Dr. Peter Gubbels, Groundswell International Director for Action Research and Advocacy West Africa said investigating the things smallholder farmers do and why they do those things in order to establish whether their pathways were towards sustainable agriculture or just a short term measure was impressive.
He said the investigation would help bring out some of the factors that really influence decision-making by smallholder farmers and how they could support them to adopt methods of farming that would not only meet their immediate needs but that would lead to long term environmental sustainability.
Dr. Gubbels noted that finding ways to link smallholder farmers to policy decision makers would enhance the understanding of their needs leading to better policy and programmes formulation using the best practices that would promote sustainable agriculture.
Dr. Naaminong Karbo, Facilitator of the Ghana NLA said if certain evidence was generated at the end of the research, then the NLA would facilitate the engagement with policy makers.
This would make the policy makers to begin to appreciate the role of small scale farmers in policy decision making that would give them the enabling environment to benefit from sustainable agriculture intensification.
The SITAM project is funded by the Sustainable Agricultural Intensification Research and Learning in Africa (SAIRLA) programme which is also funded by the United Kingdom (UK) Department for International Development and managed by WYG International Limited and the Natural Resources Institute, University of Greenwich.
The SAIRLA project seeks to generate evidence and design tools to enable governments, investors and other key actors to deliver more effective policies and investments in sustainable agriculture intensification that strengthen the capacity of poorer farmers, especially women and youth, to access and benefit from sustainable intensification in Burkina Faso, Ethiopia, Ghana, Malawi, Tanzania and Zambia.
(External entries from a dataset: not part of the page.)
//! Gateway integration tests
//!
//! Runs the real server on an ephemeral port and talks to it over real
//! WebSocket connections. Tests without a database exercise the
//! handshake and sender-only error paths; database-backed tests cover
//! persistence plus broadcast and skip cleanly when `DATABASE_URL` is
//! not set.
//!
//! Every test here is `#[serial]`: they all share the process-wide
//! gateway singleton.

use futures_util::{SinkExt, StreamExt};
use serial_test::serial;
use sqlx::PgPool;
use tokio::time::{timeout, Duration};
use tokio_tungstenite::tungstenite::Message;

use huddle::backend::auth::sessions::create_token;
use huddle::backend::gateway::instance;
use huddle::backend::notifications::notify_workspace_invitation;
use huddle::backend::routes::create_router;
use huddle::backend::server::AppState;
use huddle::backend::workspaces::db::add_workspace_member;
use huddle::client::socket::GatewaySocket;
use huddle::client::{ApiClient, ClientError};
use huddle::shared::{ClientEvent, Invitation, ServerEvent};

use crate::assert_contains;
use crate::common::auth_helpers::create_unique_test_user;
use crate::common::database::{seed_workspace_with_channel, TestDatabase};

const RECV_TIMEOUT: Duration = Duration::from_secs(2);

/// Bind the full router on an ephemeral port with a fresh gateway
///
/// Returns the HTTP base URL and the gateway socket URL.
async fn start_test_server(db_pool: Option<PgPool>) -> (String, String) {
    instance::reset();
    let state = AppState {
        gateway: instance::get_or_init(),
        db_pool,
        upload_dir: "uploads".to_string(),
    };
    let app = create_router(state);

    let listener = tokio::net::TcpListener::bind("127.0.0.1:0").await.unwrap();
    let addr = listener.local_addr().unwrap();
    tokio::spawn(async move {
        axum::serve(listener, app).await.unwrap();
    });

    (format!("http://{}", addr), format!("ws://{}/ws", addr))
}

async fn next_event(socket: &mut GatewaySocket) -> ServerEvent {
    timeout(RECV_TIMEOUT, socket.recv())
        .await
        .expect("timed out waiting for a gateway event")
        .expect("gateway connection closed")
}

#[tokio::test]
#[serial]
async fn test_join_before_authenticate_is_rejected_without_disconnect() {
    let (_, ws_url) = start_test_server(None).await;

    let (mut ws, _) = tokio_tungstenite::connect_async(&ws_url).await.unwrap();

    let join = serde_json::to_string(&ClientEvent::Join { channel_id: 42 }).unwrap();
    ws.send(Message::Text(join.into())).await.unwrap();

    let frame = timeout(RECV_TIMEOUT, ws.next())
        .await
        .expect("timed out")
        .expect("connection closed")
        .unwrap();
    let event: ServerEvent = match frame {
        Message::Text(text) => serde_json::from_str(text.as_str()).unwrap(),
        other => panic!("Expected text frame, got {:?}", other),
    };
    match event {
        ServerEvent::Error { message } => assert_contains!(message, "authenticate"),
        other => panic!("Expected error event, got {:?}", other),
    }

    // The same connection can still authenticate afterwards
    let token = create_token(7, "alice@example.com".to_string()).unwrap();
    let auth = serde_json::to_string(&ClientEvent::Authenticate { token }).unwrap();
    ws.send(Message::Text(auth.into())).await.unwrap();

    let frame = timeout(RECV_TIMEOUT, ws.next())
        .await
        .expect("timed out")
        .expect("connection closed")
        .unwrap();
    let event: ServerEvent = match frame {
        Message::Text(text) => serde_json::from_str(text.as_str()).unwrap(),
        other => panic!("Expected text frame, got {:?}", other),
    };
    assert_eq!(event, ServerEvent::Authenticated);
}

#[tokio::test]
#[serial]
async fn test_invalid_token_is_rejected() {
    let (_, ws_url) = start_test_server(None).await;

    match GatewaySocket::connect(&ws_url, "not-a-real-token").await {
        Err(ClientError::Gateway(message)) => assert_contains!(message, "authentication failed"),
        Err(other) => panic!("Expected gateway error, got {:?}", other),
        Ok(_) => panic!("Expected authentication to fail"),
    }
}

#[tokio::test]
#[serial]
async fn test_sender_only_errors_leave_the_session_usable() {
    let (_, ws_url) = start_test_server(None).await;

    let token = create_token(7, "alice@example.com".to_string()).unwrap();
    let mut socket = GatewaySocket::connect(&ws_url, &token).await.unwrap();

    socket.join(42).unwrap();

    // No database attached, so the mutation fails for the sender only
    socket.send_message(42, "hello").unwrap();
    match next_event(&mut socket).await {
        ServerEvent::Error { message } => assert_contains!(message, "database not configured"),
        other => panic!("Expected error event, got {:?}", other),
    }

    // The session survived its own error
    socket.send_message(42, "still here").unwrap();
    match next_event(&mut socket).await {
        ServerEvent::Error { message } => assert_contains!(message, "database not configured"),
        other => panic!("Expected error event, got {:?}", other),
    }
}

#[tokio::test]
#[serial]
async fn test_notification_fanout_reaches_connected_user() {
    let (_, ws_url) = start_test_server(None).await;

    let token = create_token(9, "bob@example.com".to_string()).unwrap();
    let mut socket = GatewaySocket::connect(&ws_url, &token).await.unwrap();

    // The server shares this process, so the fan-out sees its gateway
    let invitation = Invitation {
        id: 1,
        workspace_id: 5,
        workspace_name: "Design".to_string(),
        email: "bob@example.com".to_string(),
        token: "invite-token".to_string(),
        status: "pending".to_string(),
        created_at: chrono::Utc::now(),
    };
    assert!(notify_workspace_invitation(&invitation, "ada"));

    match next_event(&mut socket).await {
        ServerEvent::Notification(payload) => {
            assert_eq!(payload.kind, "workspace_invitation");
            assert_eq!(payload.workspace_name, "Design");
            assert_eq!(payload.sender_name, "ada");
            assert_eq!(payload.token, "invite-token");
        }
        other => panic!("Expected notification, got {:?}", other),
    }

    // Compatibility aliases follow, same payload under older names
    match next_event(&mut socket).await {
        ServerEvent::Invitation(payload) => assert_eq!(payload.workspace_name, "Design"),
        other => panic!("Expected invitation alias, got {:?}", other),
    }
    match next_event(&mut socket).await {
        ServerEvent::GlobalInvitation(payload) => assert_eq!(payload.workspace_name, "Design"),
        other => panic!("Expected global_invitation alias, got {:?}", other),
    }
}

#[tokio::test]
#[serial]
async fn test_broadcast_reaches_all_members_including_sender() {
    let Some(db) = TestDatabase::connect().await else { return };
    let (_, ws_url) = start_test_server(Some(db.pool().clone())).await;

    let author = create_unique_test_user(db.pool()).await.unwrap();
    let (workspace, channel) = seed_workspace_with_channel(db.pool(), author.id)
        .await
        .unwrap();
    let member = create_unique_test_user(db.pool()).await.unwrap();
    add_workspace_member(db.pool(), workspace.id, member.id)
        .await
        .unwrap();

    let mut sender = GatewaySocket::connect(&ws_url, &author.token).await.unwrap();
    let mut receiver = GatewaySocket::connect(&ws_url, &member.token).await.unwrap();
    sender.join(channel.id).unwrap();
    receiver.join(channel.id).unwrap();

    // Joins carry no ack; give both connections a beat to be processed
    tokio::time::sleep(Duration::from_millis(100)).await;

    sender.send_message(channel.id, "hello room").unwrap();

    for socket in [&mut sender, &mut receiver] {
        match next_event(socket).await {
            ServerEvent::Message(record) => {
                assert_eq!(record.channel_id, channel.id);
                assert_eq!(record.content.as_deref(), Some("hello room"));
                assert_eq!(record.author_id, author.id);
                assert_eq!(record.author_name, author.username);
            }
            other => panic!("Expected message broadcast, got {:?}", other),
        }
    }
}

#[tokio::test]
#[serial]
async fn test_edit_and_delete_broadcast_to_the_room() {
    let Some(db) = TestDatabase::connect().await else { return };
    let (_, ws_url) = start_test_server(Some(db.pool().clone())).await;

    let author = create_unique_test_user(db.pool()).await.unwrap();
    let (workspace, channel) = seed_workspace_with_channel(db.pool(), author.id)
        .await
        .unwrap();
    let member = create_unique_test_user(db.pool()).await.unwrap();
    add_workspace_member(db.pool(), workspace.id, member.id)
        .await
        .unwrap();

    let mut sender = GatewaySocket::connect(&ws_url, &author.token).await.unwrap();
    let mut receiver = GatewaySocket::connect(&ws_url, &member.token).await.unwrap();
    sender.join(channel.id).unwrap();
    receiver.join(channel.id).unwrap();
    tokio::time::sleep(Duration::from_millis(100)).await;

    sender.send_message(channel.id, "first draft").unwrap();
    let message_id = match next_event(&mut sender).await {
        ServerEvent::Message(record) => record.id,
        other => panic!("Expected message broadcast, got {:?}", other),
    };
    let _ = next_event(&mut receiver).await;

    sender
        .update_message(channel.id, message_id, "final text")
        .unwrap();
    for socket in [&mut sender, &mut receiver] {
        match next_event(socket).await {
            ServerEvent::MessageUpdated(record) => {
                assert_eq!(record.id, message_id);
                assert_eq!(record.content.as_deref(), Some("final text"));
            }
            other => panic!("Expected update broadcast, got {:?}", other),
        }
    }

    sender.delete_message(channel.id, message_id).unwrap();
    for socket in [&mut sender, &mut receiver] {
        match next_event(socket).await {
            ServerEvent::MessageDeleted { id } => assert_eq!(id, message_id),
            other => panic!("Expected delete broadcast, got {:?}", other),
        }
    }
}

#[tokio::test]
#[serial]
async fn test_non_member_failure_is_not_broadcast() {
    let Some(db) = TestDatabase::connect().await else { return };
    let (_, ws_url) = start_test_server(Some(db.pool().clone())).await;

    let author = create_unique_test_user(db.pool()).await.unwrap();
    let (_, channel) = seed_workspace_with_channel(db.pool(), author.id)
        .await
        .unwrap();
    let outsider = create_unique_test_user(db.pool()).await.unwrap();

    let mut member = GatewaySocket::connect(&ws_url, &author.token).await.unwrap();
    let mut intruder = GatewaySocket::connect(&ws_url, &outsider.token).await.unwrap();
    member.join(channel.id).unwrap();
    // Joining a room is unchecked; the mutation is where membership bites
    intruder.join(channel.id).unwrap();
    tokio::time::sleep(Duration::from_millis(100)).await;

    intruder.send_message(channel.id, "let me in").unwrap();

    match next_event(&mut intruder).await {
        ServerEvent::Error { message } => assert_contains!(message, "not a member"),
        other => panic!("Expected error event, got {:?}", other),
    }

    // The failure stays with the sender; the member sees nothing
    let quiet = timeout(Duration::from_millis(300), member.recv()).await;
    assert!(quiet.is_err(), "member must not receive a failed mutation");
}

#[tokio::test]
#[serial]
async fn test_rest_mutations_do_not_broadcast() {
    let Some(db) = TestDatabase::connect().await else { return };
    let (http_base, ws_url) = start_test_server(Some(db.pool().clone())).await;

    let author = create_unique_test_user(db.pool()).await.unwrap();
    let (_, channel) = seed_workspace_with_channel(db.pool(), author.id)
        .await
        .unwrap();

    let mut socket = GatewaySocket::connect(&ws_url, &author.token).await.unwrap();
    socket.join(channel.id).unwrap();
    tokio::time::sleep(Duration::from_millis(100)).await;

    let api = ApiClient::new(http_base, &author.token);
    let record = api.send_message(channel.id, "sent over rest").await.unwrap();
    assert_eq!(record.content.as_deref(), Some("sent over rest"));

    // The REST path persists and returns but never touches the rooms
    let quiet = timeout(Duration::from_millis(300), socket.recv()).await;
    assert!(quiet.is_err(), "rest sends must not reach gateway rooms");
}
IIED of UK is the project lead organisation while two organisations including the Association Nourrir sans Detruire (‘feeding without destroying’) and the Institute of Environment and Research (INERA) are the implementing partners in Burkina Faso.
CIKOD and the University for Development Studies (UDS) constitute the project implementing partners in Ghana while the Lilongwe University of Agriculture and Natural Resources (LUANAR), Practical Action Consulting and Total Land Care (TLC) formed the project partners in Malawi.
The rest are Wageningen University of Netherlands and Groundswell International of the United States of America (USA).